Further action by the PRC is pending. It remained unclear if the commission will hold another hearing or, as Western Resource Advocates urged, decide the case on the record before it to expedite a decision.
CAISO, which did not comment on the PRC’s action, says the EIM has generated $565 million in benefits for its members since its founding in November 2014.
The EIM’s membership consists of CAISO, PacifiCorp, Arizona Public Service, Idaho Power, NV Energy, Portland General Electric, Puget Sound Energy and Powerex. The Los Angeles Department of Water and Power, the Sacramento Municipal Utility District and four other entities, including PNM, are scheduled to join between 2019 and 2021.
FERC on Thursday again denied Vermont Transco permission to embed transmission acquisition costs in its rate recovery through the ISO-NE Tariff.
In rejecting a rehearing request on the issue, the commission affirmed its decision last year rejecting the company’s attempt to recover $639,780 from Vermont ratepayers to cover property transfer taxes, closing fees and advisory fees related to its acquisition of shares in the Highgate Transmission Facility near Quebec (ER18-1259-001).
Vermont Transco first filed the request for recovery in March 2018, and FERC rejected it in May.
In a 2017 filing seeking FERC approval to acquire Green Mountain Power’s stake in Highgate — which was eventually granted — Vermont Transco acknowledged that “there is no mechanism in [ISO-NE’s] cost-based transmission formula rate that allows the automatic pass-through” of transaction-related costs. The company promised to make a separate filing if it intended to seek any transaction-related costs that would also demonstrate “specific, measurable and substantial benefits to ratepayers.”
But the company’s 2018 cost-recovery request contended that the requirement to show ratepayer benefits didn’t apply because the company was not seeking to recover an acquisition premium. The company also contended it could recover the expenses from customers because service over Highgate is provided under ISO-NE’s Regional Network Service rate, which relies on cost causation and beneficiary pays principles. It also noted that it never made a hold-harmless commitment on such recovery.

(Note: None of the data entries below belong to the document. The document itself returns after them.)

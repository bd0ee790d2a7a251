//! Chat screen - the transcript above the message box.
//!
//! ```text
//! ┌ Sports Talk Expert ────────────┐
//! │You                             │
//! │  Who has the most rings?       │
//! └────────────────────────────────┘
//! ┌────────────────────────────────┐
//! │> █Ask your sports question...  │
//! └────────────────────────────────┘
//! [Enter] send │ [Ctrl+J] newline …
//! ```

use crate::app::App;
use crate::conversation::ConversationPane;
use crate::screens::Screen;
use crate::widgets::{FooterHints, InputBar};
use ratatui::{
    buffer::Buffer,
    layout::{Constraint, Direction, Layout, Rect},
    widgets::Widget,
};

/// The chat screen.
pub struct ChatScreen;

impl ChatScreen {
    /// Transcript, message box and footer areas.
    fn layout(app: &App, area: Rect) -> [Rect; 3] {
        Layout::default()
            .direction(Direction::Vertical)
            .constraints([
                Constraint::Min(3),
                Constraint::Length(InputBar::height_for(&app.input)),
                Constraint::Length(1),
            ])
            .areas(area)
    }

    fn pane(app: &App) -> ConversationPane<'_> {
        ConversationPane::new(app.conversation.messages(), &app.theme)
            .pending(app.is_pending())
            .scroll(app.scroll)
    }

    /// Furthest the transcript can scroll back at this screen size.
    pub fn max_scroll(app: &App, area: Rect) -> usize {
        let [transcript, _, _] = Self::layout(app, area);
        Self::pane(app).max_scroll(transcript)
    }
}

impl Screen for ChatScreen {
    fn render(&self, app: &App, area: Rect, buf: &mut Buffer) {
        let [transcript, input, footer] = Self::layout(app, area);

        Self::pane(app).render(transcript, buf);

        InputBar::new(&app.input, &app.theme).render(input, buf);

        FooterHints::new(&app.theme)
            .send_enabled(!app.is_pending())
            .notice(app.notice.as_deref())
            .render(footer, buf);
    }
}
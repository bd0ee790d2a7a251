//! Configuration for the sportstalk client.
//!
//! Stored as JSON; every field has a default so a partial or missing file
//! still yields a usable configuration.

use serde::{Deserialize, Serialize};
use std::path::{Path, PathBuf};

/// Directory holding local client state.
pub const CONFIG_DIR: &str = ".sportstalk";

/// Config file name inside [`CONFIG_DIR`].
pub const CONFIG_FILE: &str = "config.json";

/// Main configuration.
#[derive(Debug, Clone, PartialEq, Eq, Serialize, Deserialize)]
pub struct Config {
    /// Base URL of the answer service.
    #[serde(default = "default_endpoint")]
    pub endpoint: String,

    /// Per-request timeout. `None` waits indefinitely.
    #[serde(default, skip_serializing_if = "Option::is_none")]
    pub request_timeout_secs: Option<u64>,

    /// Color theme for the terminal UI.
    #[serde(default)]
    pub theme: ThemeName,
}

fn default_endpoint() -> String {
    "http://localhost:8000".into()
}

/// Named color themes.
#[derive(Debug, Clone, Copy, PartialEq, Eq, Serialize, Deserialize, Default)]
#[serde(rename_all = "snake_case")]
pub enum ThemeName {
    /// Dark theme.
    #[default]
    Mocha,
    /// Light theme.
    Latte,
    /// High contrast theme.
    HighContrast,
}

impl Config {
    /// Default config path relative to `base`.
    pub fn default_path(base: &Path) -> PathBuf {
        base.join(CONFIG_DIR).join(CONFIG_FILE)
    }

    /// Load configuration from a file.
    pub fn load(path: &Path) -> Result<Self, ConfigError> {
        let content = std::fs::read_to_string(path).map_err(ConfigError::Io)?;
        serde_json::from_str(&content).map_err(ConfigError::Parse)
    }

    /// Load configuration, falling back to defaults if the file does not exist.
    pub fn load_or_default(path: &Path) -> Result<Self, ConfigError> {
        if path.exists() {
            Self::load(path)
        } else {
            Ok(Self::default())
        }
    }

    /// Save configuration to a file.
    pub fn save(&self, path: &Path) -> Result<(), ConfigError> {
        let content = serde_json::to_string_pretty(self).map_err(ConfigError::Serialize)?;
        if let Some(parent) = path.parent() {
            std::fs::create_dir_all(parent).map_err(ConfigError::Io)?;
        }
        std::fs::write(path, content).map_err(ConfigError::Io)
    }
}

impl Default for Config {
    fn default() -> Self {
        Self {
            endpoint: default_endpoint(),
            request_timeout_secs: None,
            theme: ThemeName::default(),
        }
    }
}

/// Errors that can occur when working with configuration.
#[derive(Debug, thiserror::Error)]
pub enum ConfigError {
    /// I/O error reading or writing config.
    #[error("I/O error: {0}")]
    Io(#[from] std::io::Error),

    /// Error parsing config JSON.
    #[error("Parse error: {0}")]
    Parse(#[source] serde_json::Error),

    /// Error serializing config to JSON.
    #[error("Serialize error: {0}")]
    Serialize(#[source] serde_json::Error),
}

In denying the request, FERC pointed to Vermont Transco’s previous commitment — set out in the transfer application — to demonstrate ratepayer benefits. The commission also said the company couldn’t simply bypass ISO-NE’s restriction on an automatic pass-through of the transaction-related costs and reminded it of its earlier promise that the transaction would not have an adverse effect on rates.
The commission added that Vermont Transco was free to file again for cost recovery provided it detailed how the recovery would benefit ratepayers.
FERC said last week that PJM’s proposal for reimbursing generators for fuel-switching costs and for penalties incurred when gas pipelines fail lacked specificity and clarity.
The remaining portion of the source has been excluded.